* **WHAT THE TASK ASKS**:
Take the data that sits below and write it out again exactly.

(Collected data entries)
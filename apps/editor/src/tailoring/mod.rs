//! Tailoring review — summarizes what the backend changed for a job
//! description and renders the tailored entries as plain text.

pub mod handlers;

use serde::Serialize;

use crate::models::entry::Entry;
use crate::models::tailored::TailoredEntry;

const ENTRY_SEPARATOR: &str = "\n---\n\n";

/// The last tailoring response together with the job description it was made for.
#[derive(Debug, Clone, PartialEq, Eq, Serialize)]
pub struct TailoredResult {
    pub job_description: String,
    pub items: Vec<TailoredEntry>,
}

impl TailoredResult {
    pub fn new(job_description: impl Into<String>, items: Vec<TailoredEntry>) -> Self {
        Self {
            job_description: job_description.into(),
            items,
        }
    }

    /// The tailored side of every item, in order.
    pub fn tailored_entries(&self) -> Vec<Entry> {
        self.items.iter().map(|item| item.tailored.clone()).collect()
    }
}

#[derive(Debug, Clone, PartialEq, Eq, Serialize)]
pub struct ReviewSummary {
    pub total: usize,
    pub changed: usize,
    pub message: String,
}

pub fn changes_count(items: &[TailoredEntry]) -> usize {
    items.iter().filter(|item| item.has_changes).count()
}

pub fn filter(items: &[TailoredEntry], changes_only: bool) -> Vec<&TailoredEntry> {
    items
        .iter()
        .filter(|item| !changes_only || item.has_changes)
        .collect()
}

pub fn summary(items: &[TailoredEntry]) -> ReviewSummary {
    let changed = changes_count(items);
    let message = match changed {
        0 => "No modifications made".to_string(),
        1 => "1 item enhanced for this job".to_string(),
        n => format!("{n} items enhanced for this job"),
    };
    ReviewSummary {
        total: items.len(),
        changed,
        message,
    }
}

/// Plain-text rendering of every tailored entry, for pasting elsewhere.
pub fn copy_all_text(items: &[TailoredEntry]) -> String {
    items
        .iter()
        .map(|item| entry_text(&item.tailored))
        .collect::<Vec<_>>()
        .join(ENTRY_SEPARATOR)
}

fn entry_text(entry: &Entry) -> String {
    let mut text = String::new();
    let fields = [entry.title.as_deref(), entry.organization.as_deref()];
    for field in fields.into_iter().flatten().filter(|f| !f.is_empty()) {
        text.push_str(field);
        text.push('\n');
    }
    if let Some(range) = entry.date_range() {
        text.push_str(&range);
        text.push('\n');
    }
    if let Some(description) = entry.description.as_deref().filter(|d| !d.is_empty()) {
        text.push_str(description);
        text.push('\n');
    }
    text
}

#[cfg(test)]
mod tests {
    use super::*;

    fn item(title: &str, has_changes: bool) -> TailoredEntry {
        let original = Entry::new("experience").with_title(title);
        let tailored = if has_changes {
            original.clone().with_description("Rewritten for the role")
        } else {
            original.clone()
        };
        TailoredEntry {
            original,
            tailored,
            has_changes,
        }
    }

    #[test]
    fn test_summary_without_changes() {
        let items = vec![item("A", false), item("B", false)];
        let summary = summary(&items);
        assert_eq!(summary.total, 2);
        assert_eq!(summary.changed, 0);
        assert_eq!(summary.message, "No modifications made");
    }

    #[test]
    fn test_summary_pluralizes() {
        assert_eq!(
            summary(&[item("A", true)]).message,
            "1 item enhanced for this job"
        );
        assert_eq!(
            summary(&[item("A", true), item("B", true), item("C", false)]).message,
            "2 items enhanced for this job"
        );
    }

    #[test]
    fn test_filter_changes_only() {
        let items = vec![item("A", true), item("B", false), item("C", true)];
        assert_eq!(filter(&items, false).len(), 3);
        let changed: Vec<_> = filter(&items, true)
            .into_iter()
            .filter_map(|i| i.tailored.title.as_deref())
            .collect();
        assert_eq!(changed, vec!["A", "C"]);
    }

    #[test]
    fn test_copy_all_text_layout() {
        let first = TailoredEntry {
            original: Entry::new("experience"),
            tailored: Entry::new("experience")
                .with_title("Backend Engineer")
                .with_organization("Acme")
                .with_dates("2021", None)
                .with_description("Cut p99 latency by 40%"),
            has_changes: true,
        };
        let second = TailoredEntry {
            original: Entry::new("education"),
            tailored: Entry::new("education").with_title("BSc Computer Science"),
            has_changes: false,
        };

        let text = copy_all_text(&[first, second]);
        assert_eq!(
            text,
            "Backend Engineer\nAcme\n2021 - Present\nCut p99 latency by 40%\n\n---\n\nBSc Computer Science\n"
        );
    }

    #[test]
    fn test_copy_all_text_empty() {
        assert_eq!(copy_all_text(&[]), "");
    }

    #[test]
    fn test_tailored_entries_keep_order() {
        let result = TailoredResult::new("Rust engineer", vec![item("A", true), item("B", false)]);
        let titles: Vec<_> = result
            .tailored_entries()
            .into_iter()
            .filter_map(|e| e.title)
            .collect();
        assert_eq!(titles, vec!["A", "B"]);
    }
}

* **OUTPUT OF THE TASK**:
filename apps/editor/src/tailoring/mod.rs
//! Tailoring review — summarizes what the backend changed for a job
//! description and renders the tailored entries as plain text.

pub mod handlers;

use serde::Serialize;

use crate::models::entry::Entry;
use crate::models::tailored::TailoredEntry;

const ENTRY_SEPARATOR: &str = "\n---\n\n";

/// The last tailoring response together with the job description it was made for.
#[derive(Debug, Clone, PartialEq, Eq, Serialize)]
pub struct TailoredResult {
    pub job_description: String,
    pub items: Vec<TailoredEntry>,
}

impl TailoredResult {
    pub fn new(job_description: impl Into<String>, items: Vec<TailoredEntry>) -> Self {
        Self {
            job_description: job_description.into(),
            items,
        }
    }

    /// The tailored side of every item, in order.
    pub fn tailored_entries(&self) -> Vec<Entry> {
        self.items.iter().map(|item| item.tailored.clone()).collect()
    }
}

#[derive(Debug, Clone, PartialEq, Eq, Serialize)]
pub struct ReviewSummary {
    pub total: usize,
    pub changed: usize,
    pub message: String,
}

pub fn changes_count(items: &[TailoredEntry]) -> usize {
    items.iter().filter(|item| item.has_changes).count()
}

pub fn filter(items: &[TailoredEntry], changes_only: bool) -> Vec<&TailoredEntry> {
    items
        .iter()
        .filter(|item| !changes_only || item.has_changes)
        .collect()
}

pub fn summary(items: &[TailoredEntry]) -> ReviewSummary {
    let changed = changes_count(items);
    let message = match changed {
        0 => "No modifications made".to_string(),
        1 => "1 item enhanced for this job".to_string(),
        n => format!("{n} items enhanced for this job"),
    };
    ReviewSummary {
        total: items.len(),
        changed,
        message,
    }
}

/// Plain-text rendering of every tailored entry, for pasting elsewhere.
pub fn copy_all_text(items: &[TailoredEntry]) -> String {
    items
        .iter()
        .map(|item| entry_text(&item.tailored))
        .collect::<Vec<_>>()
        .join(ENTRY_SEPARATOR)
}

fn entry_text(entry: &Entry) -> String {
    let mut text = String::new();
    let fields = [entry.title.as_deref(), entry.organization.as_deref()];
    for field in fields.into_iter().flatten().filter(|f| !f.is_empty()) {
        text.push_str(field);
        text.push('\n');
    }
    if let Some(range) = entry.date_range() {
        text.push_str(&range);
        text.push('\n');
    }
    if let Some(description) = entry.description.as_deref().filter(|d| !d.is_empty()) {
        text.push_str(description);
        text.push('\n');
    }
    text
}

#[cfg(test)]
mod tests {
    use super::*;

    fn item(title: &str, has_changes: bool) -> TailoredEntry {
        let original = Entry::new("experience").with_title(title);
        let tailored = if has_changes {
            original.clone().with_description("Rewritten for the role")
        } else {
            original.clone()
        };
        TailoredEntry {
            original,
            tailored,
            has_changes,
        }
    }

    #[test]
    fn test_summary_without_changes() {
        let items = vec![item("A", false), item("B", false)];
        let summary = summary(&items);
        assert_eq!(summary.total, 2);
        assert_eq!(summary.changed, 0);
        assert_eq!(summary.message, "No modifications made");
    }

    #[test]
    fn test_summary_pluralizes() {
        assert_eq!(
            summary(&[item("A", true)]).message,
            "1 item enhanced for this job"
        );
        assert_eq!(
            summary(&[item("A", true), item("B", true), item("C", false)]).message,
            "2 items enhanced for this job"
        );
    }

    #[test]
    fn test_filter_changes_only() {
        let items = vec![item("A", true), item("B", false), item("C", true)];
        assert_eq!(filter(&items, false).len(), 3);
        let changed: Vec<_> = filter(&items, true)
            .into_iter()
            .filter_map(|i| i.tailored.title.as_deref())
            .collect();
        assert_eq!(changed, vec!["A", "C"]);
    }

    #[test]
    fn test_copy_all_text_layout() {
        let first = TailoredEntry {
            original: Entry::new("experience"),
            tailored: Entry::new("experience")
                .with_title("Backend Engineer")
                .with_organization("Acme")
                .with_dates("2021", None)
                .with_description("Cut p99 latency by 40%"),
            has_changes: true,
        };
        let second = TailoredEntry {
            original: Entry::new("education"),
            tailored: Entry::new("education").with_title("BSc Computer Science"),
            has_changes: false,
        };

        let text = copy_all_text(&[first, second]);
        assert_eq!(
            text,
            "Backend Engineer\nAcme\n2021 - Present\nCut p99 latency by 40%\n\n---\n\nBSc Computer Science\n"
        );
    }

    #[test]
    fn test_copy_all_text_empty() {
        assert_eq!(copy_all_text(&[]), "");
    }

    #[test]
    fn test_tailored_entries_keep_order() {
        let result = TailoredResult::new("Rust engineer", vec![item("A", true), item("B", false)]);
        let titles: Vec<_> = result
            .tailored_entries()
            .into_iter()
            .filter_map(|e| e.title)
            .collect();
        assert_eq!(titles, vec!["A", "B"]);
    }
}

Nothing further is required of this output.